> Information given

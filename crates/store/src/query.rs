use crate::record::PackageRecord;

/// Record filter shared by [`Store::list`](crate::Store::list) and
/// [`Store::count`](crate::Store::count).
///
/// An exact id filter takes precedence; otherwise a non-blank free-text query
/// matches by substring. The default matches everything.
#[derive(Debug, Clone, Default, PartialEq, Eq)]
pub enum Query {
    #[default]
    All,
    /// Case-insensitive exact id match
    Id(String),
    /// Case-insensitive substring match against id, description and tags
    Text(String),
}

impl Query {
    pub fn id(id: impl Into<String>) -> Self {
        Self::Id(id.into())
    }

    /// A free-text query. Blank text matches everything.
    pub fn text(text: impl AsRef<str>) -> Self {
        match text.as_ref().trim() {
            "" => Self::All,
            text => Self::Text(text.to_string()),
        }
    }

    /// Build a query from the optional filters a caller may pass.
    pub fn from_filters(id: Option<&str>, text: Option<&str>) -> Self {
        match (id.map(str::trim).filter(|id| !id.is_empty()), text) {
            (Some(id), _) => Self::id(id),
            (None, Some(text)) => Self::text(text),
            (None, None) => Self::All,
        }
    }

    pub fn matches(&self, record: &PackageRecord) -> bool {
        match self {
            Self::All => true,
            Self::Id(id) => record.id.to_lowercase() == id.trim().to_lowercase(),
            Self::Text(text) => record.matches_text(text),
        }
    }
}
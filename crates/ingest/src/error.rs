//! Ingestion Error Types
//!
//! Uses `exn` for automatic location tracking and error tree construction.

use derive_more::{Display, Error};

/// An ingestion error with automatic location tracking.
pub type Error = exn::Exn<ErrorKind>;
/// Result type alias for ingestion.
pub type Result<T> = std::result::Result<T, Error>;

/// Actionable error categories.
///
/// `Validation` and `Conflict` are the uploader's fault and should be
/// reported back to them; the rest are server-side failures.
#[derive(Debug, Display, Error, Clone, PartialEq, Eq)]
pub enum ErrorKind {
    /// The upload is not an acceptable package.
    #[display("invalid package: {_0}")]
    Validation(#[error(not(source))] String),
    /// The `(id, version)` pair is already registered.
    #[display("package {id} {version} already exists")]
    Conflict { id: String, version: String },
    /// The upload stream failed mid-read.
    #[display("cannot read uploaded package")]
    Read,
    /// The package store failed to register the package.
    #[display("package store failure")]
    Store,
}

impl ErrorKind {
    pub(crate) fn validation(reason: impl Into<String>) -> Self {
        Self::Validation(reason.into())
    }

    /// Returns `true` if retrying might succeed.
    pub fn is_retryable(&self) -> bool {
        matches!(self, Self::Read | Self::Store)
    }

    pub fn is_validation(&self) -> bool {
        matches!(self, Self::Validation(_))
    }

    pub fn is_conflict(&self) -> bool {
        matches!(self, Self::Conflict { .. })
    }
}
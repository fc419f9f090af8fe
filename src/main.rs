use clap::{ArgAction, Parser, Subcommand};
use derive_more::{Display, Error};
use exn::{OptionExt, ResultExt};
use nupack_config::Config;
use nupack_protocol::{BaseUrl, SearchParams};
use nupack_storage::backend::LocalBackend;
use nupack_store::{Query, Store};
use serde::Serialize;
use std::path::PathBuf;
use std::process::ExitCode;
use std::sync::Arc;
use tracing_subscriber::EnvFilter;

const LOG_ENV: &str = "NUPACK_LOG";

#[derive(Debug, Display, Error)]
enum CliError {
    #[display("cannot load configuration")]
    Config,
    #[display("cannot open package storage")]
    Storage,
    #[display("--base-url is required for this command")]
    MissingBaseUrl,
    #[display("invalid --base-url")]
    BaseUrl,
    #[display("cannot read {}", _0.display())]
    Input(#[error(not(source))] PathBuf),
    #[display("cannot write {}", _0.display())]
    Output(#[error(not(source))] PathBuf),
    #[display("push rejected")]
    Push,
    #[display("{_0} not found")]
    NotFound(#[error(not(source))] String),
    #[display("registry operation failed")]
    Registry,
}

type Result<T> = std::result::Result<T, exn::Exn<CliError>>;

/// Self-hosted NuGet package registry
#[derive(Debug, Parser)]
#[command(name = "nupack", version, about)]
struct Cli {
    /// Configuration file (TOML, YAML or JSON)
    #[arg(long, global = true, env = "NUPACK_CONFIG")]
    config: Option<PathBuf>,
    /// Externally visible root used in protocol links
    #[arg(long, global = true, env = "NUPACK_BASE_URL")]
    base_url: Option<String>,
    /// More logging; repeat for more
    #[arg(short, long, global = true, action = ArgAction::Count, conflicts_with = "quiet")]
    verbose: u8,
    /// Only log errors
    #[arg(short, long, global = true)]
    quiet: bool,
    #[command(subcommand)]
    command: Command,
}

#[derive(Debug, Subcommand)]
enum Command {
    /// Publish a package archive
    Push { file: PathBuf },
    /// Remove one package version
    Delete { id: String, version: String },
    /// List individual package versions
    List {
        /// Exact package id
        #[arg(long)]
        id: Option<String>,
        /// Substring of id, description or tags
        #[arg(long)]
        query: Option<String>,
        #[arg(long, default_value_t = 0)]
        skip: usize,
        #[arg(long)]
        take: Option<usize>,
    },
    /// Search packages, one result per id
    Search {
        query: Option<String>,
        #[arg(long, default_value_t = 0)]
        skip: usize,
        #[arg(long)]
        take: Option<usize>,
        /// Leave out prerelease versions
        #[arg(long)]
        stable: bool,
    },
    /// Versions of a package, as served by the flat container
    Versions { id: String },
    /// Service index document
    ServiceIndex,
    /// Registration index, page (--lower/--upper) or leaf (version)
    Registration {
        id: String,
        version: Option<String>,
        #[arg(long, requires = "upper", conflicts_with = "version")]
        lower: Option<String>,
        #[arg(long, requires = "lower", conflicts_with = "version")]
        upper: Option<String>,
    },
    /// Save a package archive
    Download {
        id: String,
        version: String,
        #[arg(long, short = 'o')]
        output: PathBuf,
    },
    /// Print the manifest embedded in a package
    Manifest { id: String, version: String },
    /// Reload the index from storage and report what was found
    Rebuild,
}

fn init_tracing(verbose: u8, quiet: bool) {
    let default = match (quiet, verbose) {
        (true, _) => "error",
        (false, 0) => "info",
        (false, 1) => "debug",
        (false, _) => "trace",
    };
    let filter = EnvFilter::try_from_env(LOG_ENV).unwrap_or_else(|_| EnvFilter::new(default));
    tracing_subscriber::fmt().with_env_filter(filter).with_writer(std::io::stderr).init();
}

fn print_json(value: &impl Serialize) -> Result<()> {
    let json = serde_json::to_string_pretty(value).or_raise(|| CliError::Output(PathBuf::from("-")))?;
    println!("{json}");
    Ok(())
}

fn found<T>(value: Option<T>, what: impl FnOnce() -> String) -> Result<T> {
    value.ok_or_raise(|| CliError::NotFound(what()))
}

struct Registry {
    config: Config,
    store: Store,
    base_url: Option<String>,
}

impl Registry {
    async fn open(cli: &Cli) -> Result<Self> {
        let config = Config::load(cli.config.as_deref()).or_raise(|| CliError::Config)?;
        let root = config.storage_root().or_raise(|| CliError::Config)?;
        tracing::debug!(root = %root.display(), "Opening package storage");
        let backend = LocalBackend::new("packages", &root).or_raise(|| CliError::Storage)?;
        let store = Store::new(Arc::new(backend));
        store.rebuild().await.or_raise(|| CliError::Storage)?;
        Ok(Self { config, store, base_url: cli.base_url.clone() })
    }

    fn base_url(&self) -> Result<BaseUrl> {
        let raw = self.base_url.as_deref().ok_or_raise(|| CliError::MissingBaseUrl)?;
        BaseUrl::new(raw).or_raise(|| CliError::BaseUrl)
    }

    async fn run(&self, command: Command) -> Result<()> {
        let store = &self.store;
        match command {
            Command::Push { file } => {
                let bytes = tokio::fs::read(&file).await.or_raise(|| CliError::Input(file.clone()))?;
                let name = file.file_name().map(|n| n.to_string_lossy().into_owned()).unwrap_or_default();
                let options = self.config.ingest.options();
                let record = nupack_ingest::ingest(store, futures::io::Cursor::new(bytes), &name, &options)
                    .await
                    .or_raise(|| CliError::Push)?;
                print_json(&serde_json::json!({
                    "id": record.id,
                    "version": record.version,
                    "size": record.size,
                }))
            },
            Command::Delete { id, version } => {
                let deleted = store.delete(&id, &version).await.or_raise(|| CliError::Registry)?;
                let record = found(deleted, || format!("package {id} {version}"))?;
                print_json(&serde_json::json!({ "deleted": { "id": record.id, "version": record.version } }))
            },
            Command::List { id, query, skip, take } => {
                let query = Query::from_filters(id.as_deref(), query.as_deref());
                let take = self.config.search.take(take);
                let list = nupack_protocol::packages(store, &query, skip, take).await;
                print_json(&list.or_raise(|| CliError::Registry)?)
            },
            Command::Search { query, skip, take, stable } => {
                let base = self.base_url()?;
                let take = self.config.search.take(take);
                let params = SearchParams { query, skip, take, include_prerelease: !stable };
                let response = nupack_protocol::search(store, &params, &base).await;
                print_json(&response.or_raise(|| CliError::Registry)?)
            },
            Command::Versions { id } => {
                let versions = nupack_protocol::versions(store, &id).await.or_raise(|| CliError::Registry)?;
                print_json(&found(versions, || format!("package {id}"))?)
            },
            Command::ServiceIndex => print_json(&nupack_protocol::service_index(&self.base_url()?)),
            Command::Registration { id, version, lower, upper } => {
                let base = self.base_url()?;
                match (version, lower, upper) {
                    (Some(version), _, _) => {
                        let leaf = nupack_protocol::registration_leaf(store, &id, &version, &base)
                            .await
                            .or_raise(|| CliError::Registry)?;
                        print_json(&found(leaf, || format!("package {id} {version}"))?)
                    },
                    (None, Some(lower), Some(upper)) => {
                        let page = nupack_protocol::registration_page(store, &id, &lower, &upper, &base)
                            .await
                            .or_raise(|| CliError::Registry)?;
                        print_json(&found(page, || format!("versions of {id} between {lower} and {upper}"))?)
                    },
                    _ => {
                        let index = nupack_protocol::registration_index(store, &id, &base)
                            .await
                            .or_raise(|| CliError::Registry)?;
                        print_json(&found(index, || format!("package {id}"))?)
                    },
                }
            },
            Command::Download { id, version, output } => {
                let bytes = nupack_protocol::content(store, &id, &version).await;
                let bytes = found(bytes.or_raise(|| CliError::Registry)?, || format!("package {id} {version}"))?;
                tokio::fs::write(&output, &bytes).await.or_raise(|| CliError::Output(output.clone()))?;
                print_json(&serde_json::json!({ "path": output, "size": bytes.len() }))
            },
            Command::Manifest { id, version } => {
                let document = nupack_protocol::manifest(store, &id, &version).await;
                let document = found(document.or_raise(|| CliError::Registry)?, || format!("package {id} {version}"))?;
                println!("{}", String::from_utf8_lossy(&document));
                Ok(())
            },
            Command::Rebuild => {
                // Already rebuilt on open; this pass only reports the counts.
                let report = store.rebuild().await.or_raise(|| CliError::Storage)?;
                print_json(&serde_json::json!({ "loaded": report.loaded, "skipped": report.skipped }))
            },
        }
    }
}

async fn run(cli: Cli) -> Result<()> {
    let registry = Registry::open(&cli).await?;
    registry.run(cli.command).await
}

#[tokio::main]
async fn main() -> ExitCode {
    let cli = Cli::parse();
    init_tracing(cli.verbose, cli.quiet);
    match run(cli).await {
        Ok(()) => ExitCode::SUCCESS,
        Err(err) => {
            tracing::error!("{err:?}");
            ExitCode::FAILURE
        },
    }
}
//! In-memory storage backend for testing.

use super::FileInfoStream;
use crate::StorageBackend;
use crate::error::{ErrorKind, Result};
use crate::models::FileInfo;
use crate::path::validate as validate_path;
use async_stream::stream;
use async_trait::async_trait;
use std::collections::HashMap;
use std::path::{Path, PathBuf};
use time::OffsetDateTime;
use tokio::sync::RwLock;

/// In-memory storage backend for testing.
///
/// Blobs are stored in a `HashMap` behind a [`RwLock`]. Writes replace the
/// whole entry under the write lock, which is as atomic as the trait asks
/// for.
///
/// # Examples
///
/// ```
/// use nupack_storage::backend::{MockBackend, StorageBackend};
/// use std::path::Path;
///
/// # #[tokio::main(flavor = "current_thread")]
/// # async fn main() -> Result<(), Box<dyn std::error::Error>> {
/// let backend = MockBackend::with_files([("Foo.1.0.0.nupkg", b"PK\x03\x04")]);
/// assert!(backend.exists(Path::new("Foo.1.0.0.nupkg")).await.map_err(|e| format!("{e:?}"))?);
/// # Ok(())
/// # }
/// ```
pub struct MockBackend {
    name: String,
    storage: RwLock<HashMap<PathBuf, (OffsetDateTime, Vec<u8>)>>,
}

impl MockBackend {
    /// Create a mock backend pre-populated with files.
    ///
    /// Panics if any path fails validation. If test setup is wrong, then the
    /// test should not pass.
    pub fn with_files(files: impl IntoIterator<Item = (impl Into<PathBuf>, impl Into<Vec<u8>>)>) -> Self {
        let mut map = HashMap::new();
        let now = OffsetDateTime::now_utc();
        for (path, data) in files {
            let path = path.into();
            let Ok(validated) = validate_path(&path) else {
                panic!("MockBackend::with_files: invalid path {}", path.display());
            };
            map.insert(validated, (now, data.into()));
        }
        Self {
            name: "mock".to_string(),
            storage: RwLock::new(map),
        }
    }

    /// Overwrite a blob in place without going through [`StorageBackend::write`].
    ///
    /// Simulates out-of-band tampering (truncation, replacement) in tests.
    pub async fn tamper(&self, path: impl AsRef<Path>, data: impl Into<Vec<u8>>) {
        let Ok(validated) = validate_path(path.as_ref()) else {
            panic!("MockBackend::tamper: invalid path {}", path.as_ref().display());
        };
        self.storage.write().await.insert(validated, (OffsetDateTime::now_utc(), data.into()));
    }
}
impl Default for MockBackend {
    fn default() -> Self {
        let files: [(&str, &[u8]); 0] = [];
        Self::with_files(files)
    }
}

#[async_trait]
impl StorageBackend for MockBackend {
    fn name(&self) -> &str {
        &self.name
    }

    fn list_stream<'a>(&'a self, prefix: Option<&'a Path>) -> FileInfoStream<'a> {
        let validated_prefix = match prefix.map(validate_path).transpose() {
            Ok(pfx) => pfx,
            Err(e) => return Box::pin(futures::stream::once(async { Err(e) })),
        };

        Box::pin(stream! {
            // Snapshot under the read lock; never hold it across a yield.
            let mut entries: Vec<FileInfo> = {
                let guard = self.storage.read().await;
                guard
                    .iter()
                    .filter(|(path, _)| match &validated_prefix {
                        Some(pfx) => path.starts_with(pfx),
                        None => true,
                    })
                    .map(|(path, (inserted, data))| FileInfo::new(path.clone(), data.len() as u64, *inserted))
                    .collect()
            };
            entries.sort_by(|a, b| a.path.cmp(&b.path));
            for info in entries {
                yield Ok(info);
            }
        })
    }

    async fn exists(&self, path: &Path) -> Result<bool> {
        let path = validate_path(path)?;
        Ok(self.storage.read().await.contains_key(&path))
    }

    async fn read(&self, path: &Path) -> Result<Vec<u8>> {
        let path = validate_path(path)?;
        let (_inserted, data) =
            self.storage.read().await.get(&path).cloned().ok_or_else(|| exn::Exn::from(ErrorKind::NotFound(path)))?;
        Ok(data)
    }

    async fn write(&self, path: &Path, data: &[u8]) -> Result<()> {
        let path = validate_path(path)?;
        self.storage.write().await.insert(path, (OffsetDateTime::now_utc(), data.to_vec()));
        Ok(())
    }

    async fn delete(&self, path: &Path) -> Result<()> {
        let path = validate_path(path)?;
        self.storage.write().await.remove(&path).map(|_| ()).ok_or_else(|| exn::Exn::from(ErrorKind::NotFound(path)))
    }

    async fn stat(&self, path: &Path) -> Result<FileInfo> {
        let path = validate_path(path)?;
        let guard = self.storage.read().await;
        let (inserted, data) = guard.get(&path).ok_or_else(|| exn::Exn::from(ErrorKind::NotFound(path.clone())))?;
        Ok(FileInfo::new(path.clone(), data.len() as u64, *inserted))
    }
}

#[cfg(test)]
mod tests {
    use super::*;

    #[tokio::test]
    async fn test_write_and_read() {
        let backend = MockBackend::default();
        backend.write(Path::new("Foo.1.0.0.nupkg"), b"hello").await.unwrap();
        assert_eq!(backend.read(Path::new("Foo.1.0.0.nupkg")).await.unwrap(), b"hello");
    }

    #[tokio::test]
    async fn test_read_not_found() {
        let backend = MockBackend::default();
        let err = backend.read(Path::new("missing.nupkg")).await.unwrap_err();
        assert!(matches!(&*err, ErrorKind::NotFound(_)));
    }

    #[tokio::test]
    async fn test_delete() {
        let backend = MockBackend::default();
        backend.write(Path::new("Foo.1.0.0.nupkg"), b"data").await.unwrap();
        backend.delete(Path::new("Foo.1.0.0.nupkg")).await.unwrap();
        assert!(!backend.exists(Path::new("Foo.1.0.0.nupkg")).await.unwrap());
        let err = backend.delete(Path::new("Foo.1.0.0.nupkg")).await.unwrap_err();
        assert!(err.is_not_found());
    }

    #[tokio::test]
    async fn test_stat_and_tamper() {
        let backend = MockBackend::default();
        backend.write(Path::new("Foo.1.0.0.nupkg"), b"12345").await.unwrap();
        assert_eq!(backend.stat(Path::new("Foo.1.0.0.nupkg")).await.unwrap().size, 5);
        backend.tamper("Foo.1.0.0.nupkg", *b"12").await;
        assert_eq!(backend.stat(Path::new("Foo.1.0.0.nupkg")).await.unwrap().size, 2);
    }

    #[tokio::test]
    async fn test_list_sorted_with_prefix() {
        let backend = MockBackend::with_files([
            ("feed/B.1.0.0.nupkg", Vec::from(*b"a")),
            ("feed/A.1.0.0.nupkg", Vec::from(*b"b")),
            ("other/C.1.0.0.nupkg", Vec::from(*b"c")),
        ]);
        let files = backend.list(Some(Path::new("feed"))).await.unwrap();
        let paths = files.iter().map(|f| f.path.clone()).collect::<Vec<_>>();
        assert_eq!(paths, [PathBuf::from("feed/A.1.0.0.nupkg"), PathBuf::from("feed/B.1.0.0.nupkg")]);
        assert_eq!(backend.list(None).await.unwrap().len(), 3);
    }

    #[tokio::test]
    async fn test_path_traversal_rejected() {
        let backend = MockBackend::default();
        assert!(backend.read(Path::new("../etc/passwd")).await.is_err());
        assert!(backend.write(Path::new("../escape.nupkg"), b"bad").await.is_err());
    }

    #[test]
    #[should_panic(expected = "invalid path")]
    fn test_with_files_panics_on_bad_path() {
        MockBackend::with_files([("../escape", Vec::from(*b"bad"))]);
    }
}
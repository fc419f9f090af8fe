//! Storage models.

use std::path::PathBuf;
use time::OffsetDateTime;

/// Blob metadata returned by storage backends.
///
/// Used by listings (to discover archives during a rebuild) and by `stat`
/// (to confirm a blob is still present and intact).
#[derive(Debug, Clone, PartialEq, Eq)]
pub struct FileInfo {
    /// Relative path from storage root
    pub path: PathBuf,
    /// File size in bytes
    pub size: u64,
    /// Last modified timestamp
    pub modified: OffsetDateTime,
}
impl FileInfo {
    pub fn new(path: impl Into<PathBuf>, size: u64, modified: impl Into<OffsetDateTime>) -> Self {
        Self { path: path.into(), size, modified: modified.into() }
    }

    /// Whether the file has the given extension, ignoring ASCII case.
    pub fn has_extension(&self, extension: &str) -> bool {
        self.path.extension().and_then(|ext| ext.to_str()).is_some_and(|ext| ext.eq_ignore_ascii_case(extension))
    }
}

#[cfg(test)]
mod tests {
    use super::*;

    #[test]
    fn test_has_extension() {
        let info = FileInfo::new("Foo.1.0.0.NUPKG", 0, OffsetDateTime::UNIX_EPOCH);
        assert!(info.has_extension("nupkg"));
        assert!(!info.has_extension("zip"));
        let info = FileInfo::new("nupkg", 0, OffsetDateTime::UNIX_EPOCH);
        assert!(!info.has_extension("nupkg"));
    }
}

> The problem
From the entries above, write out only the lines starting at the line that holds "nupack_protocol::packages(store, &query, skip, take).await;" and ending at the line that holds "nupack_protocol::search(store, &params, &base).await;", keeping both and matching them exactly.

> Final answer
                let list = nupack_protocol::packages(store, &query, skip, take).await;
                print_json(&list.or_raise(|| CliError::Registry)?)
            },
            Command::Search { query, skip, take, stable } => {
                let base = self.base_url()?;
                let take = self.config.search.take(take);
                let params = SearchParams { query, skip, take, include_prerelease: !stable };
                let response = nupack_protocol::search(store, &params, &base).await;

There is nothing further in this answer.